6.4.1. Introduction to simulation analysis
A simulation is the imitation of the operation of a real-world process or system. The behavior of a system is studied by generating an artificial history of the system through the use of random numbers. These numbers are used in the context of a simulation model, which is the mathematical, logical and symbolic representation of the relationships between the objects of interest of the system. After the model has been validated, the effects of changes in the environment on the system, or the effects of changes in the system on system performance can be predicted using the simulation model. 1
Gnumeric includes a facility for performing Monte Carlo Simulation. Monte Carlo simulation involves the sampling of random numbers to solve a problem where the passage of time plays no substantive role. 2 In other words, each sample is not effected by prior samples. This is in contrast to discrete event simulation or continuous simulation where the results from earlier in the simulation can effect successive samples within a simulation experiment. The Monte Carlo simulation will be enabled through the use of the Random Number functions as described in ??? and the results presented along with statistics for use in analysis. 3
6.4.2. Setting up the simulation model
The remainder of this chapter will illustrate use of the simulation tool using an example from Banks et. al. 4 A classic inventory problem is the newsvendor problem. A newsvendor buys papers for 33 cents each and sells for 50 cents. Newspapers not sold are sold as scrap (recycled) for 5 cents. Newspapers are purchased by the paper seller in bundles of 10. Demand for newspapers can be categorized as “good,” “fair,” or “poor” with probability 0.35, 0.45 and 0.20 respectively, with each day's demand being independent of prior days. The problem for the newsvendor is to determine the optimal number of papers to purchase when the day's demand is not yet known.

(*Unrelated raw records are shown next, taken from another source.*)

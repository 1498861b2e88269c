//! # Message Model
//!
//! Messages are owned by the hosted backend; this crate only reads them and
//! requests mutations through the dispatch boundary. What lives here is the
//! read-side shape plus the filtered views the UI renders from: the
//! channel-scoped top-level list and the per-message reply list.
//!
//! Replies form a tree keyed by `reply_to`. The data is externally owned, so
//! a hostile or buggy backend could hand us a reply cycle; every recursive
//! walk is bounded by [`MAX_REPLY_DEPTH`].

use serde::{Deserialize, Serialize};

use crate::core::channel::ALL_CHANNEL;

/// How deep the reply tree is followed before rendering stops. Anything
/// below this depth is silently cut off rather than recursed into.
pub const MAX_REPLY_DEPTH: usize = 8;

/// A chat message as the backend serves it.
#[derive(Debug, Clone, PartialEq, Serialize, Deserialize)]
#[serde(rename_all = "camelCase")]
pub struct Message {
    pub id: u64,
    /// Markdown source. Sanitized at render time, never trusted.
    pub body: String,
    pub sender: u64,
    /// Unix seconds.
    pub created_at: i64,
    #[serde(default, skip_serializing_if = "Option::is_none")]
    pub reply_to: Option<u64>,
    /// Channel names this message belongs to. Order-insignificant; the
    /// backend guarantees at least one entry.
    pub tags: Vec<String>,
}

impl Message {
    /// Whether this message shows up when viewing `channel`.
    /// "all" is the unscoped view and matches everything.
    pub fn visible_in(&self, channel: &str) -> bool {
        channel == ALL_CHANNEL || self.tags.iter().any(|t| t == channel)
    }
}

/// A directory entry from the user provider.
#[derive(Debug, Clone, PartialEq, Serialize, Deserialize)]
pub struct User {
    pub id: u64,
    pub name: String,
}

/// Top-level messages for a channel view: visible in the channel and not a
/// reply to anything.
pub fn thread_roots<'a>(messages: &'a [Message], channel: &str) -> Vec<&'a Message> {
    messages
        .iter()
        .filter(|m| m.reply_to.is_none() && m.visible_in(channel))
        .collect()
}

/// Direct replies to `parent` within a channel view, in list order.
pub fn replies_to<'a>(messages: &'a [Message], channel: &str, parent: u64) -> Vec<&'a Message> {
    messages
        .iter()
        .filter(|m| m.reply_to == Some(parent) && m.visible_in(channel))
        .collect()
}

/// Flatten a channel view into render order: each root followed by its
/// replies depth-first, each entry paired with its nesting depth. Recursion
/// stops at [`MAX_REPLY_DEPTH`] so adversarial reply graphs can't hang the
/// renderer.
pub fn flatten_thread<'a>(messages: &'a [Message], channel: &str) -> Vec<(&'a Message, usize)> {
    let mut out = Vec::new();
    for root in thread_roots(messages, channel) {
        push_subtree(messages, channel, root, 0, &mut out);
    }
    out
}

fn push_subtree<'a>(
    messages: &'a [Message],
    channel: &str,
    node: &'a Message,
    depth: usize,
    out: &mut Vec<(&'a Message, usize)>,
) {
    out.push((node, depth));
    if depth + 1 >= MAX_REPLY_DEPTH {
        return;
    }
    for reply in replies_to(messages, channel, node.id) {
        push_subtree(messages, channel, reply, depth + 1, out);
    }
}
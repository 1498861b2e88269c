//! Markup sanitization for untrusted message bodies.
//!
//! Message bodies come from other users via the backend and are rendered as
//! markdown. Before parsing, the raw source is scrubbed so that hostile
//! content can neither smuggle markup through to the terminal nor inject
//! control sequences into it:
//!
//! - `<script>` and `<style>` elements are removed *with their content*
//!   (an unterminated one swallows the rest of the input)
//! - any other thing shaped like an HTML tag is stripped, keeping its inner
//!   text (`<b>hi</b>` → `hi`)
//! - ASCII control characters other than `\n` and `\t` are dropped, so a
//!   body can't carry raw terminal escape sequences
//!
//! A bare `<` that isn't opening a tag (`a < b`) passes through untouched.
//! The markdown renderer additionally refuses to emit any HTML event, so
//! this is scrubbing plus a second fence, not a single point of failure.

/// Elements whose content is dangerous, not just their tags.
const DROP_WITH_CONTENT: [&str; 2] = ["script", "style"];

/// Scrub a raw markdown body. The result is still markdown — emphasis,
/// code fences and the rest survive — but tag-shaped markup is gone.
pub fn sanitize_markup(input: &str) -> String {
    let mut out = String::with_capacity(input.len());
    let bytes = input.as_bytes();
    let mut i = 0;

    while i < input.len() {
        let rest = &input[i..];
        if bytes[i] == b'<' {
            if let Some(element) = dangerous_element_at(rest) {
                // Skip to just past the matching close tag, or eat the rest.
                match find_close_tag(rest, element) {
                    Some(end) => {
                        i += end;
                        continue;
                    }
                    None => break,
                }
            }
            if let Some(len) = tag_len(rest) {
                i += len;
                continue;
            }
        }
        let ch = rest.chars().next().unwrap_or('\0');
        if !ch.is_control() || ch == '\n' || ch == '\t' {
            out.push(ch);
        }
        i += ch.len_utf8();
    }
    out
}

/// If `rest` starts with an opening tag of a drop-with-content element,
/// return the element name. Byte-wise comparison: the prefix length may not
/// fall on a char boundary of `rest`.
fn dangerous_element_at(rest: &str) -> Option<&'static str> {
    let bytes = rest.as_bytes();
    DROP_WITH_CONTENT.into_iter().find(|name| {
        let open = format!("<{name}");
        if bytes.len() < open.len() || !bytes[..open.len()].eq_ignore_ascii_case(open.as_bytes()) {
            return false;
        }
        // "<scripted>" is not a <script> tag
        matches!(
            bytes.get(open.len()),
            Some(b'>' | b' ' | b'\t' | b'\n' | b'/') | None
        )
    })
}

/// Byte offset just past `</name>` in `rest`, case-insensitive.
fn find_close_tag(rest: &str, name: &str) -> Option<usize> {
    let close = format!("</{name}");
    let lower = rest.to_ascii_lowercase();
    let start = lower.find(&close)?;
    let after = start + close.len();
    let gt = lower[after..].find('>')?;
    Some(after + gt + 1)
}

/// If `rest` starts with something tag-shaped (`<b>`, `</em>`, `<img ...>`,
/// `<!-- -->`), return its byte length. A lone `<` returns None.
fn tag_len(rest: &str) -> Option<usize> {
    let mut chars = rest.char_indices().skip(1);
    let (_, first) = chars.next()?;
    if !(first.is_ascii_alphabetic() || first == '/' || first == '!') {
        return None;
    }
    for (idx, ch) in chars {
        if ch == '>' {
            return Some(idx + 1);
        }
        if ch == '<' {
            // Never a tag; don't swallow the next real one
            return None;
        }
    }
    None
}

#[cfg(test)]
mod tests {
    use super::*;

    #[test]
    fn plain_text_passes_through() {
        assert_eq!(sanitize_markup("hello **world**"), "hello **world**");
    }

    #[test]
    fn script_is_removed_with_content() {
        assert_eq!(
            sanitize_markup("<script>alert(1)</script>**bold**"),
            "**bold**"
        );
    }

    #[test]
    fn script_case_and_attributes_do_not_matter() {
        assert_eq!(
            sanitize_markup("a <SCRIPT type=\"text/js\">x</ScRiPt> b"),
            "a  b"
        );
    }

    #[test]
    fn unterminated_script_swallows_the_rest() {
        assert_eq!(sanitize_markup("before<script>alert(1)"), "before");
    }

    #[test]
    fn style_is_removed_with_content() {
        assert_eq!(sanitize_markup("<style>*{display:none}</style>ok"), "ok");
    }

    #[test]
    fn other_tags_are_stripped_keeping_text() {
        assert_eq!(sanitize_markup("<b>hi</b> <img src=x>"), "hi ");
    }

    #[test]
    fn scripted_element_is_just_a_tag() {
        // Only the tag is dropped; "<scripted>" is not a script element
        assert_eq!(sanitize_markup("<scripted>text</scripted>"), "text");
    }

    #[test]
    fn bare_less_than_survives() {
        assert_eq!(sanitize_markup("a < b and 1 <2"), "a < b and 1 <2");
    }

    #[test]
    fn control_characters_are_dropped() {
        assert_eq!(sanitize_markup("red\x1b[31malert\x07"), "red[31malert");
        assert_eq!(sanitize_markup("line\nnext\ttab"), "line\nnext\ttab");
    }

    #[test]
    fn comments_are_stripped() {
        assert_eq!(sanitize_markup("a<!-- hidden -->b"), "ab");
    }

    #[test]
    fn multibyte_text_near_tags_is_safe() {
        // Non-ASCII after '<' is not a tag name; the text passes through
        assert_eq!(sanitize_markup("café <b>naïve</b> <날개>"), "café naïve <날개>");
        assert_eq!(sanitize_markup("<séance>x</séance>"), "x");
    }
}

The daily profit equation for the newsvendor is:
To set up the model, this example will use two tabs in Gnumeric, a tab labeled 'Profit' to calculate profit, and a tab labeled 'Demand Tables' to store the various tables needed to calculate the demand for any given sampling.
For the Profit tab, set up the profit tab as in Figure 6-1.
At the top of the Profit' tab, the Profit table will be entered . There are three variables: Sale revenue, Cost and Scrap value, and they take the per unit coefficients of 0.5, 0.33 and 0.05 respectively. Enter the coefficients in cells B13 through D13. In cells B12 through D12, enter the equations for sale revenue, cost and Scrap value that are in the list below. In cell E12, enter the equation for Profit
Next, we add the values for the decision variable, which is the amount purchased, and the amount sold.
- B12: =B13*min(B16,B20)
- C12: =C13*B16
- D12: =D13*max(0,B16-B20)
- E12: =B12-C12+D12
- B13: 0.5
- C13: 0.33
- D13: 0.05
- B16: 50
Sometimes, there is a need to try a number of different values for a single parameter. In Section 6.4.5 ― Using SIMTABLE the SIMTABLE function will be used to automate the use of a set of values for a parameter such as purchase quantity. For now, set the purchase quantity to 50 in cell C16.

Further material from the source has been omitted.